Brunetti Singleman Amp Review
For many players, it’s difficult to resist the enthralling clean tones of a blackface Fender amp. There are many reasons why those classic amps have made generations of guitarists salivate—their rich warmth, sparkly highs, and springy response, for starters. Their sonic qualities have driven builders since before the dawn of the boutique amp age, all of them hoping to capture a sliver of what made those amps great.
But mimicry only goes so far, and Brunetti Amplification didn’t want their new class A, 6V6-powered Singleman combo to be a simple clone of a classic. Although the 16-watt 1x12 combo (a 35-watt, 6L6-powered version is also available) shows an obvious affinity for those tones, it really uses them as a foundation for its own voice, throwing in a couple of extra features to expand its sonic palate.The Singleman oozes class with the black-and-tan motif of its Celestion Vintage 30-stocked, semi-open back cabinet. Brunetti says it weighs almost 40 pounds, but it feels a bit lighter. It also features a jack for connecting a 16 Ω cab.
Inside the stainless-steel chassis, the Singleman uses top-shelf components—sealed relays, Red Series MKP WIMA caps, and low-noise film resistors—in a handwired circuit governed by a dual 12AX7-driven, 3-band EQ section with a few tricks up its sleeve: Although the amp might seem limited to some players because it has just one channel, it serves up more versatility via its midrange-boost and brightness switches, as well as a 3-way switch for selecting tweed, fat, or smooth voicing modes. Tonal and application flexibility are further bolstered by the Singleman’s PowerLimit circuit—a patented system for switching the tubes from push-pull tetrode (16 watts) to triode (12 watts) and single-ended triode (1-watt) modes. There’s also a seriously great-sounding Accutronics spring reverb, and a serial effects loop.
The Classics … Reborn
The Singleman’s tones—scooped cleans with deliciously smooth breakup—conjure thoughts of a trusty ’60s Deluxe Reverb bellowing over an audience in a smoky blues bar. The P-90s in a Gibson SG Classic push the front end very nicely, allowing the amp’s woody attack and mids to shine through. The EQ controls are well voiced and dynamic, too, so it doesn’t take much tweaking to get tones that can cover jazz, blues, country, and rock—especially if you dedicate your attention to the amp’s midrange control (more on that in a bit).

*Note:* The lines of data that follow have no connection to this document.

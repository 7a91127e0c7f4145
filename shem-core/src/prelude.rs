//! Prelude for convenient imports.
//!
//! # Example
//!
//! ```ignore
//! use shem_core::prelude::*;
//! ```

// Storage
pub use crate::arena::{Arena, BLOCK_ALIGN};
pub use crate::pool::{ArenaPool, PoolStats};

// Binding and handles
pub use crate::binding::{PoolBound, PoolRegistry, SharedPool, TypeAllocator, global_registry};
pub use crate::container::ContainerAllocator;
pub use crate::shared::Shared;

// Configuration
pub use crate::config::{DEFAULT_ARENA_SIZE, PoolConfig};

// Error handling
pub use crate::error::{Result, ShemError};

// Pool-backed collections
pub use allocator_api2::boxed::Box as PoolBox;
pub use allocator_api2::vec::Vec as PoolVec;
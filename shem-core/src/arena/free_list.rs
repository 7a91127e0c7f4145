//! Best-fit free list over the byte range of one arena.
//!
//! Bookkeeping lives outside the mapped region, so the arena's bytes are
//! entirely available to callers and a block can be released by address
//! alone.
//!
//! # Algorithm
//!
//! - **Allocation**: picks the smallest free block that can hold the
//!   request (ties go to the lowest offset) and splits off the remainder.
//! - **Deallocation**: looks the block up in the live table, returns it to
//!   the free set and merges it with free neighbours on both sides.
//!
//! Both operations are O(log n) in the number of free blocks.

use std::collections::{BTreeMap, BTreeSet, HashMap};

/// Granularity and alignment of every block handed out.
pub const BLOCK_ALIGN: usize = 16;

/// Best-fit allocator over offsets `[0, capacity)`.
#[derive(Debug, Default)]
pub struct FreeList {
    /// Free blocks ordered by `(size, offset)` for best-fit lookup.
    by_size: BTreeSet<(usize, usize)>,
    /// Free blocks ordered by offset for coalescing.
    by_offset: BTreeMap<usize, usize>,
    /// Live blocks: offset -> rounded size.
    live: HashMap<usize, usize>,
    /// Sum of live block sizes.
    live_bytes: usize,
}

impl FreeList {
    /// Create a free list covering `[0, capacity)`.
    ///
    /// Capacity is rounded down to [`BLOCK_ALIGN`].
    pub fn new(capacity: usize) -> Self {
        let mut list = Self::default();
        let usable = capacity / BLOCK_ALIGN * BLOCK_ALIGN;
        if usable > 0 {
            list.insert_free(0, usable);
        }
        list
    }

    /// Round a request up to the block granularity.
    ///
    /// Returns `None` for zero-size requests and on overflow.
    pub fn block_size(size: usize) -> Option<usize> {
        if size == 0 {
            return None;
        }
        size.checked_next_multiple_of(BLOCK_ALIGN)
    }

    /// Allocate `size` bytes, returning the block offset.
    pub fn allocate(&mut self, size: usize) -> Option<usize> {
        let size = Self::block_size(size)?;
        let (block_size, offset) = self.by_size.range((size, 0)..).next().copied()?;

        self.remove_free(offset, block_size);
        if block_size > size {
            self.insert_free(offset + size, block_size - size);
        }

        self.live.insert(offset, size);
        self.live_bytes += size;
        Some(offset)
    }

    /// Release the block starting at `offset`.
    ///
    /// Returns the released size, or `None` if no live block starts there.
    pub fn deallocate(&mut self, offset: usize) -> Option<usize> {
        let size = self.live.remove(&offset)?;
        self.live_bytes -= size;

        let mut start = offset;
        let mut len = size;

        if let Some((prev_offset, prev_size)) = self
            .by_offset
            .range(..offset)
            .next_back()
            .map(|(&o, &s)| (o, s))
        {
            if prev_offset + prev_size == offset {
                self.remove_free(prev_offset, prev_size);
                start = prev_offset;
                len += prev_size;
            }
        }

        if let Some(next_size) = self.by_offset.get(&(offset + size)).copied() {
            self.remove_free(offset + size, next_size);
            len += next_size;
        }

        self.insert_free(start, len);
        Some(size)
    }

    /// Check whether a live block starts at `offset`.
    pub fn is_live(&self, offset: usize) -> bool {
        self.live.contains_key(&offset)
    }

    /// True when nothing is allocated.
    pub fn is_empty(&self) -> bool {
        self.live.is_empty()
    }

    /// Bytes held by live blocks.
    pub fn live_bytes(&self) -> usize {
        self.live_bytes
    }

    /// Number of live blocks.
    pub fn live_blocks(&self) -> usize {
        self.live.len()
    }

    /// Size of the largest free block.
    pub fn largest_free(&self) -> usize {
        self.by_size.last().map_or(0, |&(size, _)| size)
    }

    /// Number of free blocks (a fragmentation indicator).
    pub fn free_blocks(&self) -> usize {
        self.by_offset.len()
    }

    fn insert_free(&mut self, offset: usize, size: usize) {
        self.by_size.insert((size, offset));
        self.by_offset.insert(offset, size);
    }

    fn remove_free(&mut self, offset: usize, size: usize) {
        self.by_size.remove(&(size, offset));
        self.by_offset.remove(&offset);
    }
}

#[cfg(test)]
mod tests {
    use super::*;

    #[test]
    fn test_basic_allocation() {
        let mut list = FreeList::new(1024);
        let offset = list.allocate(64).unwrap();
        assert_eq!(offset, 0);
        assert!(list.is_live(offset));
        assert_eq!(list.live_bytes(), 64);

        assert_eq!(list.deallocate(offset), Some(64));
        assert!(list.is_empty());
        assert_eq!(list.largest_free(), 1024);
    }

    #[test]
    fn test_sizes_are_rounded() {
        let mut list = FreeList::new(1024);
        let a = list.allocate(1).unwrap();
        let b = list.allocate(17).unwrap();
        assert_eq!(a, 0);
        assert_eq!(b, 16);
        assert_eq!(list.live_bytes(), 48);
        assert_eq!(FreeList::block_size(0), None);
        assert_eq!(FreeList::block_size(usize::MAX), None);
    }

    #[test]
    fn test_capacity_rounded_down() {
        let list = FreeList::new(1000);
        assert_eq!(list.largest_free(), 992);

        let mut tiny = FreeList::new(8);
        assert_eq!(tiny.largest_free(), 0);
        assert!(tiny.allocate(1).is_none());
    }

    #[test]
    fn test_best_fit_prefers_smallest_hole() {
        let mut list = FreeList::new(512);
        let a = list.allocate(128).unwrap();
        let _b = list.allocate(16).unwrap();
        let c = list.allocate(32).unwrap();
        let _d = list.allocate(16).unwrap();

        // Holes: 128 at `a`, 32 at `c`, and the tail.
        list.deallocate(a).unwrap();
        list.deallocate(c).unwrap();

        let e = list.allocate(32).unwrap();
        assert_eq!(e, c);
        let f = list.allocate(100).unwrap();
        assert_eq!(f, a);
    }

    #[test]
    fn test_fragmentation_and_coalescing() {
        let mut list = FreeList::new(256);
        let ptr1 = list.allocate(64).unwrap();
        let ptr2 = list.allocate(64).unwrap();
        let ptr3 = list.allocate(64).unwrap();
        let ptr4 = list.allocate(64).unwrap();
        assert!(list.allocate(64).is_none());

        list.deallocate(ptr2).unwrap();
        list.deallocate(ptr1).unwrap();
        assert_eq!(list.free_blocks(), 1);

        let large = list.allocate(128).unwrap();
        assert_eq!(large, ptr1);

        list.deallocate(large).unwrap();
        list.deallocate(ptr3).unwrap();
        list.deallocate(ptr4).unwrap();
        assert!(list.is_empty());
        assert_eq!(list.free_blocks(), 1);
        assert_eq!(list.largest_free(), 256);
    }

    #[test]
    fn test_fragmentation_and_allocation_failure() {
        let mut list = FreeList::new(256);
        let ptr1 = list.allocate(64).unwrap();
        let ptr2 = list.allocate(64).unwrap();
        let ptr3 = list.allocate(64).unwrap();
        let ptr4 = list.allocate(64).unwrap();

        list.deallocate(ptr2).unwrap();
        list.deallocate(ptr4).unwrap();

        assert!(list.allocate(128).is_none());

        list.deallocate(ptr1).unwrap();
        list.deallocate(ptr3).unwrap();
        assert!(list.allocate(256).is_some());
    }

    #[test]
    fn test_unknown_offset_is_rejected() {
        let mut list = FreeList::new(256);
        let ptr = list.allocate(64).unwrap();
        assert_eq!(list.deallocate(ptr + 16), None);
        assert_eq!(list.deallocate(ptr), Some(64));
        assert_eq!(list.deallocate(ptr), None);
    }

    #[test]
    fn test_reallocation_after_full_deallocation() {
        let mut list = FreeList::new(1024);
        let mut offsets = Vec::new();
        while let Some(offset) = list.allocate(64) {
            offsets.push(offset);
        }
        assert_eq!(offsets.len(), 16);

        for offset in offsets {
            list.deallocate(offset).unwrap();
        }
        assert!(list.is_empty());
        assert_eq!(list.allocate(1024), Some(0));
    }
}
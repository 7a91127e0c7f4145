//! Per-type allocator binding.
//!
//! A type opts into pooled storage by implementing [`PoolBound`]. The first
//! allocation for that type creates a dedicated [`ArenaPool`] in the global
//! [`PoolRegistry`]; the pool then lives until the process exits.
//!
//! # Example
//!
//! ```ignore
//! use shem_core::binding::{PoolBound, TypeAllocator};
//!
//! struct ClaimNode {
//!     hash: [u8; 32],
//! }
//!
//! impl PoolBound for ClaimNode {
//!     const ARENA_SIZE: usize = 64 * 1024 * 1024;
//! }
//!
//! let ptr = TypeAllocator::<ClaimNode>::allocate(std::mem::size_of::<ClaimNode>())?;
//! TypeAllocator::<ClaimNode>::release(ptr)?;
//! ```

use crate::config::{DEFAULT_ARENA_SIZE, PoolConfig};
use crate::error::Result;
use crate::pool::{ArenaPool, PoolStats};
use parking_lot::{Mutex, RwLock};
use std::any::TypeId;
use std::collections::HashMap;
use std::marker::PhantomData;
use std::ptr::NonNull;
use std::sync::OnceLock;

/// A pool shared by every instance of one bound type.
pub type SharedPool = Mutex<ArenaPool>;

/// A type whose instances are stored in a dedicated arena pool.
pub trait PoolBound: Sized + 'static {
    /// Size of the type's first arena and of arenas added by lazy growth.
    const ARENA_SIZE: usize = DEFAULT_ARENA_SIZE;

    /// Configuration used when the type's pool is created.
    ///
    /// Defaults to the environment configuration with [`Self::ARENA_SIZE`].
    /// The pool outlives every destructor, so on Unix its backing files are
    /// unlinked as soon as they are mapped.
    fn pool_config() -> PoolConfig {
        PoolConfig::from_env_or_default()
            .with_arena_size(Self::ARENA_SIZE)
            .with_ephemeral(cfg!(unix))
    }
}

/// Registry mapping bound types to their pools.
pub struct PoolRegistry {
    /// Pools by type. Leaked so references are `'static`.
    pools: RwLock<HashMap<TypeId, &'static SharedPool>>,
}

impl PoolRegistry {
    /// Create an empty registry.
    pub fn new() -> Self {
        Self {
            pools: RwLock::new(HashMap::new()),
        }
    }

    /// Get the pool for `T`, creating it on first use.
    ///
    /// The pool is built without holding the registry lock, so
    /// [`PoolBound::pool_config`] may itself consult the registry. If two
    /// threads race, the first insert wins and the other pool is dropped.
    pub fn get_or_create<T: PoolBound>(&self) -> Result<&'static SharedPool> {
        let id = TypeId::of::<T>();
        if let Some(pool) = self.get(id) {
            return Ok(pool);
        }

        let pool = ArenaPool::with_config(T::pool_config())?;

        let mut pools = self.pools.write();
        if let Some(existing) = pools.get(&id) {
            return Ok(*existing);
        }
        let pool: &'static SharedPool = Box::leak(Box::new(Mutex::new(pool)));
        pools.insert(id, pool);
        drop(pools);

        tracing::info!(
            type_name = std::any::type_name::<T>(),
            arena_size = T::ARENA_SIZE,
            "Type pool created"
        );
        Ok(pool)
    }

    /// Get the pool for `T` if it exists, without creating it.
    pub fn find<T: PoolBound>(&self) -> Option<&'static SharedPool> {
        self.get(TypeId::of::<T>())
    }

    fn get(&self, id: TypeId) -> Option<&'static SharedPool> {
        self.pools.read().get(&id).copied()
    }

    /// Check if `T` already has a pool.
    pub fn contains<T: PoolBound>(&self) -> bool {
        self.pools.read().contains_key(&TypeId::of::<T>())
    }

    /// Number of bound types with a pool.
    pub fn len(&self) -> usize {
        self.pools.read().len()
    }

    /// True if no pool was created yet.
    pub fn is_empty(&self) -> bool {
        self.len() == 0
    }
}

impl Default for PoolRegistry {
    fn default() -> Self {
        Self::new()
    }
}

/// Global pool registry.
static GLOBAL_REGISTRY: OnceLock<PoolRegistry> = OnceLock::new();

/// Get the global pool registry, initializing it on first access.
pub fn global_registry() -> &'static PoolRegistry {
    GLOBAL_REGISTRY.get_or_init(PoolRegistry::new)
}

/// Storage operations for a bound type `T`.
///
/// All functions lock `T`'s pool only for the duration of the call.
pub struct TypeAllocator<T>(PhantomData<fn() -> T>);

impl<T: PoolBound> TypeAllocator<T> {
    /// The pool backing `T`, created on first use.
    pub fn instance() -> Result<&'static SharedPool> {
        global_registry().get_or_create::<T>()
    }

    /// Allocate `size` bytes from `T`'s pool.
    pub fn allocate(size: usize) -> Result<NonNull<u8>> {
        Self::instance()?.lock().allocate(size)
    }

    /// Release a block to `T`'s pool.
    pub fn release(ptr: NonNull<u8>) -> Result<()> {
        Self::instance()?.lock().deallocate(ptr)
    }

    /// Check whether `T`'s pool owns `ptr`.
    ///
    /// A type that never allocated owns nothing; its pool is not created.
    pub fn owns(ptr: *const u8) -> bool {
        global_registry()
            .find::<T>()
            .is_some_and(|pool| pool.lock().owns(ptr))
    }

    /// Usage figures of `T`'s pool.
    pub fn stats() -> Result<PoolStats> {
        Ok(Self::instance()?.lock().stats())
    }
}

Evidence of the EQ’s dynamics is evident as you travel from one extreme to another on each knob. A perfect example is how immediate the attack becomes when treble is turned past 3 o’clock—it yields a snappy top end perfect for country fingerpicking. Increasing the bass lays down a luscious low end that works well with neck-position single-coils for jazzy rhythms, and the amp reacts with authority when you pick the strings hard. Meanwhile, the middle control is great for tailoring the Singleman’s voice for a specific guitar: For example, lower settings accommodate a Gibson Les Paul, balancing its lows and highs, while boosting it above 1 o’clock fattens the tone enough for a Stratocaster’s bridge singlecoil to handle jazzier fare.
The Singleman’s reverb is deep and lush, rivaling that of a venerated old Deluxe or Twin—though some players might feel there’s too much on tap. Setting it between 9 and 10 o’clock adds a nice, three-dimensional quality that helps carry the tone across the room—it’s likely plenty for most jazz, blues, and country players. When it approaches noon, you get into splashy surf-rock territory. If you like drowning your sound in reverb, the amp can yield mammoth-sounding results.
Given the inspiration for its design, one might assume that the Singleman’s main mission is to deliver beautiful, vintage-style cleans, but its overdriven tones are nothing to turn your nose up at, either. Single-coils and humbuckers both have a fantastic vintage bite in the highs, and the smooth midrange setting sags in a really pleasing way when the volume is up high enough to yield some dirt. The 3-way voicing switch is indispensable for honing the drive’s flavor—it delivers some of the amp’s coolest tones. I particularly liked the tweed setting, with volume at 1 or 2 o’clock and a pair of P-90s driving it all—it’s one of the coolest, most refined riffs on a cranked Deluxe sound that I’ve ever heard.
Because Singleman doesn’t have a master volume, the only way to get overdrive is to turn the volume up until the power amp saturates. That’s where the PowerLimit circuit comes in handy. But the lower you go, the more the driven tones sag, which affects the amp’s punchiness. So finding a good overall volume on the amp and riding your guitar’s volume knob is key for getting both clean and dirty tones.
With the Singleman, Brunetti has fashioned an excellent tribute to blackface Fenders, one that shakes up the formula with superb harmonic detail, a little extra grit, more versatile tone-shaping features, and practical power attenuation. Combine that functionality with classy looks, roadworthy build quality, and a very reasonable price, and it’s a compelling option for studio hounds and road warriors alike.